### DATA
Start of Block

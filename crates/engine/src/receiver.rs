//! Inbound receiver: validation and normalization of external webhook calls.

use async_trait::async_trait;
use chrono::Utc;
use serde::{Deserialize, Serialize};
use serde_json::Value;
use std::sync::Arc;

use crate::config::InboundConfig;
use crate::error::{HookError, HookResult};
use crate::signature;

/// Boundary to the agent processor consuming accepted events.
///
/// The handoff is fire-and-acknowledge: the receiver awaits the call but a
/// processor that wants asynchronous handling enqueues internally and
/// returns immediately.
#[async_trait]
pub trait EventProcessor: Send + Sync {
    /// Handles one accepted inbound event.
    async fn process(&self, event_type: &str, data: &Value, origin: &str) -> HookResult<()>;
}

/// Acknowledgement returned for an accepted inbound event.
#[derive(Debug, Clone, Serialize)]
pub struct InboundAck {
    /// Always `"received"`.
    pub status: &'static str,
}

/// Expected inbound body shape.
#[derive(Debug, Deserialize)]
struct InboundEnvelope {
    event: String,
    timestamp: i64,
    data: Value,
}

/// Validates raw inbound requests for one configured origin and forwards
/// accepted events to the processor.
pub struct InboundReceiver {
    origin: String,
    secret: String,
    config: InboundConfig,
    processor: Arc<dyn EventProcessor>,
}

impl InboundReceiver {
    /// Creates a receiver for one origin with its shared secret.
    pub fn new(
        origin: impl Into<String>,
        secret: impl Into<String>,
        config: InboundConfig,
        processor: Arc<dyn EventProcessor>,
    ) -> Self {
        Self {
            origin: origin.into(),
            secret: secret.into(),
            config,
            processor,
        }
    }

    /// Validates one request and hands the event off on success.
    ///
    /// Rejections carry their HTTP semantics via
    /// [`HookError::http_status`] and [`HookError::error_code`]; none of
    /// them are fatal to the receiving process.
    pub async fn handle(
        &self,
        content_type: &str,
        signature_header: Option<&str>,
        body: &[u8],
    ) -> HookResult<InboundAck> {
        if !declares_json(content_type) {
            return Err(HookError::UnsupportedMediaType(content_type.to_string()));
        }

        let envelope: InboundEnvelope = serde_json::from_slice(body)?;
        if !envelope.data.is_object() {
            return Err(HookError::MalformedPayload("data must be an object".to_string()));
        }

        if self.config.validate_signature {
            let presented = signature_header.ok_or(HookError::InvalidSignature)?;
            if !signature::verify(&self.secret, body, presented) {
                tracing::warn!(
                    target: "webhook_inbound",
                    origin = %self.origin,
                    event_type = %envelope.event,
                    "rejecting inbound event, signature mismatch"
                );
                return Err(HookError::InvalidSignature);
            }
        }

        let skew = (Utc::now().timestamp() - envelope.timestamp).abs();
        if skew > self.config.max_clock_skew_seconds {
            tracing::warn!(
                target: "webhook_inbound",
                origin = %self.origin,
                event_type = %envelope.event,
                skew_seconds = skew,
                "rejecting inbound event, timestamp outside replay window"
            );
            return Err(HookError::StaleTimestamp);
        }

        self.processor
            .process(&envelope.event, &envelope.data, &self.origin)
            .await?;

        tracing::debug!(
            target: "webhook_inbound",
            origin = %self.origin,
            event_type = %envelope.event,
            "inbound event accepted"
        );
        Ok(InboundAck { status: "received" })
    }
}

/// Whether a content type declares JSON (parameters ignored).
fn declares_json(content_type: &str) -> bool {
    content_type
        .split(';')
        .next()
        .map(str::trim)
        .is_some_and(|mime| mime.eq_ignore_ascii_case("application/json"))
}
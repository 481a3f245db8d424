//! Subscriber registry trait and in-memory implementation.

use async_trait::async_trait;
use std::collections::HashMap;
use std::sync::Arc;
use tokio::sync::RwLock;

use crate::error::{HookError, HookResult};
use crate::subscriber::Subscriber;

/// Trait for subscriber registries.
///
/// The outbound hot path only calls [`list_active`](Self::list_active);
/// the write operations exist for the administrative collaborator.
#[async_trait]
pub trait SubscriberRegistry: Send + Sync {
    /// Creates or replaces a subscriber after validation.
    async fn save(&self, subscriber: &Subscriber) -> HookResult<()>;

    /// Gets a subscriber by ID.
    async fn get(&self, id: &str) -> HookResult<Option<Subscriber>>;

    /// Lists active subscribers of a client subscribed to an event type,
    /// in registration order.
    async fn list_active(&self, client_id: &str, event_type: &str) -> HookResult<Vec<Subscriber>>;

    /// Lists all subscribers of a client.
    async fn list_for_client(&self, client_id: &str) -> HookResult<Vec<Subscriber>>;

    /// Clears the active flag on a subscriber.
    async fn deactivate(&self, id: &str) -> HookResult<()>;
}

/// In-memory subscriber registry for testing and development.
pub struct InMemorySubscriberRegistry {
    inner: RwLock<RegistryInner>,
}

struct RegistryInner {
    by_id: HashMap<String, Subscriber>,
    order: Vec<String>,
}

impl InMemorySubscriberRegistry {
    /// Creates a new in-memory registry.
    pub fn new() -> Self {
        Self {
            inner: RwLock::new(RegistryInner {
                by_id: HashMap::new(),
                order: Vec::new(),
            }),
        }
    }

    /// Creates a shared in-memory registry.
    pub fn shared() -> Arc<Self> {
        Arc::new(Self::new())
    }
}

impl Default for InMemorySubscriberRegistry {
    fn default() -> Self {
        Self::new()
    }
}

#[async_trait]
impl SubscriberRegistry for InMemorySubscriberRegistry {
    async fn save(&self, subscriber: &Subscriber) -> HookResult<()> {
        subscriber.validate()?;

        let mut inner = self.inner.write().await;
        if !inner.by_id.contains_key(&subscriber.id) {
            inner.order.push(subscriber.id.clone());
        }
        inner.by_id.insert(subscriber.id.clone(), subscriber.clone());
        Ok(())
    }

    async fn get(&self, id: &str) -> HookResult<Option<Subscriber>> {
        let inner = self.inner.read().await;
        Ok(inner.by_id.get(id).cloned())
    }

    async fn list_active(&self, client_id: &str, event_type: &str) -> HookResult<Vec<Subscriber>> {
        let inner = self.inner.read().await;
        Ok(inner
            .order
            .iter()
            .filter_map(|id| inner.by_id.get(id))
            .filter(|s| s.client_id == client_id && s.should_receive(event_type))
            .cloned()
            .collect())
    }

    async fn list_for_client(&self, client_id: &str) -> HookResult<Vec<Subscriber>> {
        let inner = self.inner.read().await;
        Ok(inner
            .order
            .iter()
            .filter_map(|id| inner.by_id.get(id))
            .filter(|s| s.client_id == client_id)
            .cloned()
            .collect())
    }

    async fn deactivate(&self, id: &str) -> HookResult<()> {
        let mut inner = self.inner.write().await;
        match inner.by_id.get_mut(id) {
            Some(subscriber) => {
                subscriber.active = false;
                Ok(())
            }
            None => Err(HookError::SubscriberNotFound(id.to_string())),
        }
    }
}
#[cfg(test)]
mod tests {
    use super::*;
    use crate::delivery::DeliveryStatus;
    use crate::registry::InMemorySubscriberRegistry;
    use crate::storage::InMemoryDeliveryStore;
    use crate::transport::TransportResponse;
    use async_trait::async_trait;
    use std::collections::VecDeque;
    use tokio::sync::Mutex;

    /// Transport that replays scripted responses and records every call.
    struct ScriptedTransport {
        responses: Mutex<VecDeque<Result<TransportResponse, TransportError>>>,
        calls: Mutex<Vec<(String, Vec<u8>, Vec<(String, String)>)>>,
    }

    impl ScriptedTransport {
        fn new(responses: Vec<Result<TransportResponse, TransportError>>) -> Arc<Self> {
            Arc::new(Self {
                responses: Mutex::new(responses.into()),
                calls: Mutex::new(Vec::new()),
            })
        }

        fn ok(status: u16) -> Result<TransportResponse, TransportError> {
            Ok(TransportResponse { status, body: String::new() })
        }

        async fn call_count(&self) -> usize {
            self.calls.lock().await.len()
        }
    }

    #[async_trait]
    impl DeliveryTransport for ScriptedTransport {
        async fn post(
            &self,
            url: &str,
            body: Vec<u8>,
            headers: &[(&'static str, String)],
        ) -> Result<TransportResponse, TransportError> {
            let recorded = headers
                .iter()
                .map(|(k, v)| (k.to_string(), v.clone()))
                .collect();
            self.calls.lock().await.push((url.to_string(), body.clone(), recorded));
            self.responses
                .lock()
                .await
                .pop_front()
                .unwrap_or_else(|| Self::ok(200))
        }
    }

    struct Fixture {
        registry: Arc<InMemorySubscriberRegistry>,
        store: Arc<InMemoryDeliveryStore>,
        transport: Arc<ScriptedTransport>,
        pool: WorkerPool,
        subscriber: Subscriber,
    }

    async fn fixture(
        config: OutboundConfig,
        responses: Vec<Result<TransportResponse, TransportError>>,
    ) -> Fixture {
        let registry = InMemorySubscriberRegistry::shared();
        let store = InMemoryDeliveryStore::shared();
        let transport = ScriptedTransport::new(responses);

        let subscriber = Subscriber::new("client-1", "https://example.com/hook", "secret")
            .events(["order.created"]);
        registry.save(&subscriber).await.unwrap();

        let pool = WorkerPool::new(
            config,
            registry.clone(),
            store.clone(),
            transport.clone(),
        );
        Fixture { registry, store, transport, pool, subscriber }
    }

    async fn seed_attempt(f: &Fixture) -> DeliveryAttempt {
        let envelope = serde_json::json!({
            "event": "order.created",
            "timestamp": 0,
            "data": {"id": 1}
        });
        let attempt =
            DeliveryAttempt::first(&f.subscriber, "order.created", envelope.to_string());
        f.store.insert(&attempt).await.unwrap();
        attempt
    }

    #[tokio::test]
    async fn test_success_marks_delivered() {
        let f = fixture(OutboundConfig::default(), vec![ScriptedTransport::ok(200)]).await;
        let attempt = seed_attempt(&f).await;

        assert_eq!(f.pool.run_once().await.unwrap(), 1);

        let row = f.store.get(&attempt.id).await.unwrap().unwrap();
        assert_eq!(row.status, DeliveryStatus::Delivered);
        assert_eq!(row.response_code, Some(200));
        assert_eq!(f.store.pending_count().await.unwrap(), 0);
    }

    #[tokio::test]
    async fn test_signature_covers_transmitted_bytes() {
        let f = fixture(OutboundConfig::default(), vec![ScriptedTransport::ok(200)]).await;
        let attempt = seed_attempt(&f).await;
        f.pool.run_once().await.unwrap();

        let calls = f.transport.calls.lock().await;
        let (url, body, headers) = &calls[0];
        assert_eq!(url, "https://example.com/hook");

        let presented = headers
            .iter()
            .find(|(k, _)| k == "X-Agent-Signature")
            .map(|(_, v)| v.as_str())
            .unwrap();
        assert!(signature::verify("secret", body, presented));
        assert!(headers.iter().any(|(k, v)| k == "X-Agent-ID" && v == "hookwire"));

        // The stored body is exactly what went on the wire
        let row = f.store.get(&attempt.id).await.unwrap().unwrap();
        assert_eq!(row.request_body.as_bytes(), body.as_slice());
    }

    #[tokio::test]
    async fn test_failure_schedules_future_retry() {
        let f = fixture(OutboundConfig::default(), vec![ScriptedTransport::ok(500)]).await;
        let attempt = seed_attempt(&f).await;
        f.pool.run_once().await.unwrap();

        let row = f.store.get(&attempt.id).await.unwrap().unwrap();
        assert_eq!(row.status, DeliveryStatus::Retrying);
        assert_eq!(row.response_code, Some(500));
        assert!(row.next_retry_at.unwrap() > Utc::now());

        // Successor exists but is not yet due: a second pass does nothing
        assert_eq!(f.store.pending_count().await.unwrap(), 1);
        assert_eq!(f.pool.run_once().await.unwrap(), 0);
        assert_eq!(f.transport.call_count().await, 1);
    }

    #[tokio::test]
    async fn test_inactive_subscriber_fails_without_http() {
        let f = fixture(OutboundConfig::default(), vec![]).await;
        let attempt = seed_attempt(&f).await;
        f.registry.deactivate(&f.subscriber.id).await.unwrap();

        f.pool.run_once().await.unwrap();

        let row = f.store.get(&attempt.id).await.unwrap().unwrap();
        assert_eq!(row.status, DeliveryStatus::Failed);
        assert_eq!(row.error.as_deref(), Some("Subscriber is inactive"));
        assert_eq!(f.transport.call_count().await, 0);
        assert_eq!(f.store.pending_count().await.unwrap(), 0);
    }

    #[tokio::test]
    async fn test_timeout_follows_retry_policy() {
        let f = fixture(
            OutboundConfig::default(),
            vec![Err(TransportError::Timeout)],
        )
        .await;
        let attempt = seed_attempt(&f).await;
        f.pool.run_once().await.unwrap();

        let row = f.store.get(&attempt.id).await.unwrap().unwrap();
        assert_eq!(row.status, DeliveryStatus::Retrying);
        assert_eq!(row.error.as_deref(), Some("Delivery timed out"));
        assert!(row.response_code.is_none());
    }

    #[tokio::test]
    async fn test_recover_requeues_stuck_attempts() {
        let f = fixture(OutboundConfig::default(), vec![]).await;
        let attempt = seed_attempt(&f).await;

        // Simulate a crash mid-delivery: claimed but never completed
        f.store.claim_due(Utc::now(), 1).await.unwrap();

        assert_eq!(f.pool.recover().await.unwrap(), 1);

        let row = f.store.get(&attempt.id).await.unwrap().unwrap();
        assert_eq!(row.status, DeliveryStatus::Retrying);
        // The chain continues with a scheduled successor
        assert_eq!(f.store.pending_count().await.unwrap(), 1);
    }

    #[tokio::test]
    async fn test_recover_exhausted_attempt_fails() {
        let config = OutboundConfig::default().max_attempts(1);
        let f = fixture(config, vec![]).await;
        let attempt = seed_attempt(&f).await;
        f.store.claim_due(Utc::now(), 1).await.unwrap();

        f.pool.recover().await.unwrap();

        let row = f.store.get(&attempt.id).await.unwrap().unwrap();
        assert_eq!(row.status, DeliveryStatus::Failed);
        assert_eq!(f.store.pending_count().await.unwrap(), 0);
    }

    #[tokio::test]
    async fn test_spawned_pool_drains_and_shuts_down() {
        let config = OutboundConfig::default().concurrency(2).poll_interval_ms(10);
        let f = fixture(config, vec![ScriptedTransport::ok(200)]).await;
        let attempt = seed_attempt(&f).await;

        let pool = Arc::new(f.pool);
        let handle = pool.spawn();

        // Give the workers a few poll cycles
        for _ in 0..50 {
            tokio::time::sleep(std::time::Duration::from_millis(10)).await;
            let row = f.store.get(&attempt.id).await.unwrap().unwrap();
            if row.status.is_terminal() {
                break;
            }
        }
        handle.shutdown().await;

        let row = f.store.get(&attempt.id).await.unwrap().unwrap();
        assert_eq!(row.status, DeliveryStatus::Delivered);
    }
}
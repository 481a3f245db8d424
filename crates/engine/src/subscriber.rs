//! Subscriber model and validation.

use chrono::{DateTime, Utc};
use serde::{Deserialize, Serialize};
use std::collections::HashSet;

use crate::error::{HookError, HookResult};

/// A registered outbound destination for one tenant/client.
#[derive(Debug, Clone, Serialize, Deserialize)]
pub struct Subscriber {
    /// Unique identifier.
    pub id: String,
    /// Owning tenant/client identity.
    pub client_id: String,
    /// Destination URL.
    pub url: String,
    /// Shared secret for signing payloads.
    pub secret: String,
    /// Subscribed event types.
    pub events: HashSet<String>,
    /// Whether this subscriber currently receives deliveries.
    pub active: bool,
    /// When the subscriber was created.
    pub created_at: DateTime<Utc>,
}

impl Subscriber {
    /// Creates a new active subscriber.
    pub fn new(
        client_id: impl Into<String>,
        url: impl Into<String>,
        secret: impl Into<String>,
    ) -> Self {
        Self {
            id: uuid::Uuid::new_v4().to_string(),
            client_id: client_id.into(),
            url: url.into(),
            secret: secret.into(),
            events: HashSet::new(),
            active: true,
            created_at: Utc::now(),
        }
    }

    /// Subscribes to specific event types.
    pub fn events(mut self, events: impl IntoIterator<Item = impl Into<String>>) -> Self {
        self.events = events.into_iter().map(|e| e.into()).collect();
        self
    }

    /// Creates the subscriber in a deactivated state.
    pub fn deactivated(mut self) -> Self {
        self.active = false;
        self
    }

    /// Checks if this subscriber should receive an event type.
    pub fn should_receive(&self, event_type: &str) -> bool {
        self.active && self.events.contains(event_type)
    }

    /// Validates the subscriber for a registry write.
    ///
    /// The URL must be an absolute HTTP(S) URL with a host, the secret
    /// non-empty, and the event set non-empty.
    pub fn validate(&self) -> HookResult<()> {
        let parsed = url::Url::parse(&self.url)
            .map_err(|e| HookError::InvalidSubscriber(format!("invalid URL: {e}")))?;

        match parsed.scheme() {
            "http" | "https" => {}
            scheme => {
                return Err(HookError::InvalidSubscriber(format!(
                    "unsupported URL scheme: {scheme}"
                )));
            }
        }

        if parsed.host_str().is_none() {
            return Err(HookError::InvalidSubscriber("URL must have a host".to_string()));
        }

        if self.secret.is_empty() {
            return Err(HookError::InvalidSubscriber("secret must not be empty".to_string()));
        }

        if self.events.is_empty() {
            return Err(HookError::InvalidSubscriber(
                "event set must not be empty".to_string(),
            ));
        }

        Ok(())
    }
}
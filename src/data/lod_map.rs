//! `DataLodMap`: a fixed-size array of `DataMap`s, one per LOD (spec.md §3).

use crate::constants::core::MAX_LOD_COUNT;
use crate::error::{CoreError, CoreResult};

use super::map::DataMap;

pub struct DataLodMap {
    lods: Vec<DataMap>,
}

impl DataLodMap {
    pub fn new(lod_count: u8, block_size_po2: u32) -> CoreResult<Self> {
        if lod_count == 0 || lod_count > MAX_LOD_COUNT {
            return Err(CoreError::InvalidLodCount(lod_count));
        }
        let mut lods = Vec::with_capacity(lod_count as usize);
        for lod in 0..lod_count {
            lods.push(DataMap::new(block_size_po2, lod)?);
        }
        Ok(Self { lods })
    }

    pub fn lod_count(&self) -> u8 {
        self.lods.len() as u8
    }

    pub fn lod(&self, index: u8) -> CoreResult<&DataMap> {
        self.lods.get(index as usize).ok_or(CoreError::LodOutOfRange {
            lod: index,
            lod_count: self.lod_count(),
        })
    }
}

#[cfg(test)]
mod tests {
    use super::*;

    #[test]
    fn rejects_zero_or_excessive_lod_count() {
        assert!(DataLodMap::new(0, 16).is_err());
        assert!(DataLodMap::new(33, 16).is_err());
        assert!(DataLodMap::new(32, 16).is_ok());
    }

    #[test]
    fn each_lod_map_carries_its_own_index() {
        let map = DataLodMap::new(4, 16).unwrap();
        for lod in 0..4 {
            assert_eq!(map.lod(lod).unwrap().lod_index(), lod);
        }
        assert!(map.lod(4).is_err());
    }
}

End of Block

### WHAT THE EXERCISE ASKS
Only the number is needed: count the lines of the material that include "recorded".

### ANSWER SPACE
2